A brief list of important definitions in language models (e.g. GPT-3, GPT-J), datasets (e.g. Common Crawl), and AI.

What is a token?

A token is 4 characters, about 0.7 words on average. A single token can be made up of different combinations of a-z, A-Z, 0-9, symbols, and other characters including whitespace. For simplicity, a token can usually be considered a syllable of a word.

For a longer explanation: A token is a way of dealing with words by breaking a word up into 50,000 unique subword units using byte pair encoding (BPE). This is particularly helpful with agglutinative or polysynthetic words where an infinite number of words can be created by combining morphemes. For example, the Yup’ik word tuntussuqatarniksaitengqiggtuq is composed of many morphemes that translate to “He had not yet said again that he was going to hunt reindeer”. Rather than training GPT-3 on tuntussuqatarniksaitengqiggtuq, it is more efficient to train on the BPEs: “t”, “unt”, “uss”, “u”, “q”, “at”, “arn”, “i”, “ks”, “ait”, “eng”, “q”, “igg”, “tu”, “q” (Thanks to literature review by Holly Grimm, OpenAI scholar).

Who are you?

1 Who (8727)
2 are (389)
3 you (345)
4 ? (30)
= 4 tokens

I am Alan.

1 I (40)
2 am (716)
3 Alan (12246)
4 . (13)
= 4 tokens

Acronym for deoxyribonucleic acid?

1 Ac (1282)
2 ro (131)
3 nym (4948)
4 for (329)
5 de (390)
6 oxy (23536)
7 rib (822)
8 on (261)
9 ucle (14913)
10 ic (291)
11 acid (7408)
12 ? (30)
= 12 tokens

Thanks to the token estimator by Andrew Mayne, OpenAI.


A parameter is a connection chosen by the language model and learned during training. They are sometimes called weights. For simplicity, a parameter count (for example, 175 billion) can be considered to be the count of connections between nodes in a neural network.

Hyper-parameters are settings chosen by a human (usually a software developer) while running (not training) the model, and can include Temperature, and Top-P.


Originality. This hyper-parameter controls the randomness of the generated text in models like GPT-3 and GPT-J.

0 = Deterministic (low randomness) (always generate the same output for input).
1 = Creative (high randomness) (be adventurous when generating output for input).


Correctness.
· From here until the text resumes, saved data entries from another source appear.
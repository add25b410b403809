// Licensed under the Apache License, Version 2.0 <LICENSE-APACHE or
// http://www.apache.org/licenses/LICENSE-2.0> or the MIT license
// <LICENSE-MIT or http://opensource.org/licenses/MIT>, at your
// option. This file may not be copied, modified, or distributed
// except according to those terms.

//! Body metrics calculation: BMI, BMR, TDEE and calorie targets

use serde::{Deserialize, Serialize};

use crate::constants::{defaults, limits};
use crate::models::{ActivityLevel, Gender, HealthGoal, Profile};
use super::nutrition::progress_percent;

/// BMI classification bands
#[derive(Debug, Clone, Copy, PartialEq, Eq, Serialize, Deserialize)]
#[serde(rename_all = "lowercase")]
pub enum BmiCategory {
    /// BMI < 18.5
    Underweight,
    /// 18.5 <= BMI < 25
    Normal,
    /// 25 <= BMI < 30
    Overweight,
    /// BMI >= 30
    Obese,
}

impl BmiCategory {
    pub fn from_bmi(bmi: f64) -> Self {
        if bmi < limits::BMI_UNDERWEIGHT_MAX {
            BmiCategory::Underweight
        } else if bmi < limits::BMI_NORMAL_MAX {
            BmiCategory::Normal
        } else if bmi < limits::BMI_OVERWEIGHT_MAX {
            BmiCategory::Overweight
        } else {
            BmiCategory::Obese
        }
    }

    pub fn display_name(&self) -> &'static str {
        match self {
            BmiCategory::Underweight => "Underweight",
            BmiCategory::Normal => "Normal weight",
            BmiCategory::Overweight => "Overweight",
            BmiCategory::Obese => "Obese",
        }
    }
}

#[derive(Debug, Clone, Copy, PartialEq, Serialize, Deserialize)]
pub struct BmiResult {
    pub bmi: f64,
    pub category: BmiCategory,
}

impl BmiResult {
    /// BMI rounded to one decimal for display
    pub fn rounded(&self) -> f64 {
        (self.bmi * 10.0).round() / 10.0
    }
}

/// bmi = weight / (height/100)^2
///
/// Callers guarantee both inputs are present and positive.
pub fn compute_bmi(weight_kg: f64, height_cm: f64) -> BmiResult {
    let height_m = height_cm / 100.0;
    let bmi = weight_kg / (height_m * height_m);
    BmiResult {
        bmi,
        category: BmiCategory::from_bmi(bmi),
    }
}

/// Basal metabolic rate, Mifflin-St Jeor
pub fn compute_bmr(weight_kg: f64, height_cm: f64, age: u32, gender: Gender) -> f64 {
    let base = 10.0 * weight_kg + 6.25 * height_cm - 5.0 * f64::from(age);
    match gender {
        Gender::Male => base + 5.0,
        Gender::Female => base - 161.0,
    }
}

/// Total daily energy expenditure
pub fn compute_tdee(bmr: f64, activity_level: ActivityLevel) -> f64 {
    bmr * activity_level.multiplier()
}

/// Snapshot of everything the daily calorie target depends on
#[derive(Debug, Clone, Copy, Default, PartialEq)]
pub struct CalorieTargetInputs {
    pub weight_kg: Option<f64>,
    pub height_cm: Option<f64>,
    pub age: Option<u32>,
    pub gender: Option<Gender>,
    /// Defaults to moderately active (1.55)
    pub activity_level: Option<ActivityLevel>,
    /// Defaults to maintain
    pub health_goal: Option<HealthGoal>,
}

impl CalorieTargetInputs {
    pub fn from_profile(profile: &Profile) -> Self {
        let info = &profile.personal_info;
        Self {
            weight_kg: info.weight,
            height_cm: info.height.map(f64::from),
            age: info.age,
            gender: info.gender,
            activity_level: profile.goals.activity_level,
            health_goal: profile.goals.health_goal,
        }
    }
}

/// round(TDEE -500 / +500 / +0 by goal)
///
/// Falls back to the default 2000 kcal whenever a body measurement, age or
/// gender is missing; zero values count as missing.
pub fn compute_daily_calorie_target(inputs: &CalorieTargetInputs) -> u32 {
    let weight = inputs.weight_kg.filter(|w| *w > 0.0);
    let height = inputs.height_cm.filter(|h| *h > 0.0);
    let age = inputs.age.filter(|a| *a > 0);

    let (Some(weight), Some(height), Some(age), Some(gender)) = (weight, height, age, inputs.gender)
    else {
        return defaults::CALORIE_GOAL;
    };

    let bmr = compute_bmr(weight, height, age, gender);
    let tdee = compute_tdee(bmr, inputs.activity_level.unwrap_or_default());

    let adjusted = match inputs.health_goal.unwrap_or_default() {
        HealthGoal::Lose => tdee - limits::GOAL_CALORIE_ADJUSTMENT,
        HealthGoal::Gain => tdee + limits::GOAL_CALORIE_ADJUSTMENT,
        HealthGoal::Maintain => tdee,
    };

    adjusted.round().max(0.0) as u32
}

/// Projected weight after `weeks` at `weekly_goal` kg/week
pub fn compute_target_weight(current_weight: f64, health_goal: HealthGoal, weekly_goal: f64, weeks: u32) -> f64 {
    let change = weekly_goal * f64::from(weeks);
    match health_goal {
        HealthGoal::Lose => current_weight - change,
        HealthGoal::Gain => current_weight + change,
        HealthGoal::Maintain => current_weight,
    }
}

/// How far current weight sits relative to the projected target, capped at 100
pub fn weight_progress_percent(current_weight: f64, target_weight: f64) -> f64 {
    progress_percent(current_weight, target_weight)
}

impl Profile {
    /// BMI when both weight and height are known and positive
    pub fn bmi(&self) -> Option<BmiResult> {
        let weight = self.personal_info.weight.filter(|w| *w > 0.0)?;
        let height = self.personal_info.height.filter(|h| *h > 0)?;
        Some(compute_bmi(weight, f64::from(height)))
    }

    pub fn daily_calorie_target(&self) -> u32 {
        compute_daily_calorie_target(&CalorieTargetInputs::from_profile(self))
    }

    /// Four week projection; a missing weekly goal means no change
    pub fn target_weight(&self) -> Option<f64> {
        let weight = self.personal_info.weight.filter(|w| *w > 0.0)?;
        Some(compute_target_weight(
            weight,
            self.goals.health_goal.unwrap_or_default(),
            self.goals.weekly_goal.unwrap_or(0.0),
            limits::TARGET_WEIGHT_WEEKS,
        ))
    }

    pub fn weight_progress(&self) -> Option<f64> {
        let target = self.target_weight()?;
        let current = self.personal_info.weight?;
        Some(weight_progress_percent(current, target))
    }
}

#[cfg(test)]
mod tests {
    use super::*;
    use crate::models::PersonalInfo;

    fn reference_inputs() -> CalorieTargetInputs {
        CalorieTargetInputs {
            weight_kg: Some(70.0),
            height_cm: Some(175.0),
            age: Some(30),
            gender: Some(Gender::Male),
            activity_level: Some(ActivityLevel::ModeratelyActive),
            health_goal: Some(HealthGoal::Maintain),
        }
    }

    #[test]
    fn test_bmi_formula() {
        let result = compute_bmi(70.0, 175.0);
        assert!((result.bmi - 70.0 / (1.75 * 1.75)).abs() < 1e-12);
        assert_eq!(result.category, BmiCategory::Normal);
        assert_eq!(result.rounded(), 22.9);
    }

    #[test]
    fn test_bmi_category_boundaries() {
        assert_eq!(BmiCategory::from_bmi(18.49), BmiCategory::Underweight);
        assert_eq!(BmiCategory::from_bmi(18.5), BmiCategory::Normal);
        assert_eq!(BmiCategory::from_bmi(24.99), BmiCategory::Normal);
        assert_eq!(BmiCategory::from_bmi(25.0), BmiCategory::Overweight);
        assert_eq!(BmiCategory::from_bmi(29.99), BmiCategory::Overweight);
        assert_eq!(BmiCategory::from_bmi(30.0), BmiCategory::Obese);
    }

    #[test]
    fn test_bmr_by_gender() {
        assert_eq!(compute_bmr(70.0, 175.0, 30, Gender::Male), 1648.75);
        assert_eq!(compute_bmr(70.0, 175.0, 30, Gender::Female), 1482.75);
    }

    #[test]
    fn test_daily_calorie_target_reference_value() {
        // 1648.75 * 1.55 = 2555.5625
        assert_eq!(compute_daily_calorie_target(&reference_inputs()), 2556);
    }

    #[test]
    fn test_daily_calorie_target_goal_adjustments() {
        let lose = CalorieTargetInputs {
            health_goal: Some(HealthGoal::Lose),
            ..reference_inputs()
        };
        let gain = CalorieTargetInputs {
            health_goal: Some(HealthGoal::Gain),
            ..reference_inputs()
        };
        assert_eq!(compute_daily_calorie_target(&lose), 2056);
        assert_eq!(compute_daily_calorie_target(&gain), 3056);
    }

    #[test]
    fn test_daily_calorie_target_defaults() {
        assert_eq!(compute_daily_calorie_target(&CalorieTargetInputs::default()), 2000);

        let missing_gender = CalorieTargetInputs {
            gender: None,
            ..reference_inputs()
        };
        assert_eq!(compute_daily_calorie_target(&missing_gender), 2000);

        // activity level and goal fall back to 1.55 / maintain
        let minimal = CalorieTargetInputs {
            activity_level: None,
            health_goal: None,
            ..reference_inputs()
        };
        assert_eq!(compute_daily_calorie_target(&minimal), 2556);
    }

    #[test]
    fn test_target_weight() {
        assert_eq!(compute_target_weight(80.0, HealthGoal::Lose, 0.5, 4), 78.0);
        assert_eq!(compute_target_weight(60.0, HealthGoal::Gain, 0.25, 4), 61.0);
        assert_eq!(compute_target_weight(70.0, HealthGoal::Maintain, 1.0, 4), 70.0);
    }

    #[test]
    fn test_weight_progress() {
        assert_eq!(weight_progress_percent(80.0, 78.0), 100.0);
        assert_eq!(weight_progress_percent(60.0, 61.0), 60.0 / 61.0 * 100.0);
        assert_eq!(weight_progress_percent(70.0, 0.0), 0.0);
    }

    #[test]
    fn test_profile_helpers_guard_missing_measurements() {
        let mut profile = Profile::default();
        assert!(profile.bmi().is_none());
        assert!(profile.target_weight().is_none());
        assert_eq!(profile.daily_calorie_target(), 2000);

        profile.personal_info = PersonalInfo {
            weight: Some(90.0),
            height: Some(180),
            ..PersonalInfo::default()
        };
        let bmi = profile.bmi().unwrap();
        assert_eq!(bmi.category, BmiCategory::Overweight);
        assert_eq!(profile.target_weight(), Some(90.0));
        assert_eq!(profile.weight_progress(), Some(100.0));
    }
}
This hyper-parameter controls the sampling range of continuations (before discarding others). Its effect is similar to temperature.

0 = Consider likely continuations (small pool, high accuracy).
1 = Consider all continuations (large pool, low accuracy).

In my work with the GPT-J model for Leta – Episode 10, I used the settings:

Temp = 0.5 (medium randomness)
TOP-P = 1 (large pool of continuations, lower accuracy)

Model names

Transformer: A neural network architecture that looks at all words in a text input, rather than just one or a few surrounding words. Originally designed for complex translation, especially for English to gendered languages like French. Open-sourced by Google in 2017.

GPT-3: Generative Pre-trained Transformer 3. Launched by OpenAI in May 2020.

PanGu Alpha: Launched by Huawei and others in April 2021.
Simplified Chinese: 盘古
Traditional Chinese: 盤古
Pinyin: Pán gǔ
Pronounced: pun-goo (rhymes with done tool)
English: Literal: ‘coil ancient’, first living being and the creator (coiled up in an egg).
Etymology: Mythical Chinese creation figure who emerged from a yin-yang egg and created the earth and sky (similar to the Christian creation story, and Pangu has been compared to Adam).

Wudao 2.0: Launched by the Beijing Academy of Artificial Intelligence (BAAI) and others in June 2021.
Simplified Chinese: 悟道
Traditional Chinese: 悟道
Pinyin: Wù dào
Pronounced: oo-dao (rhymes with tool now)
English: Literal: ‘Enlightenment’.
Etymology: Truth of the Dharma, the spiritual path.

LaMDA: Language Model for Dialogue Applications. Launched by Google in 2021.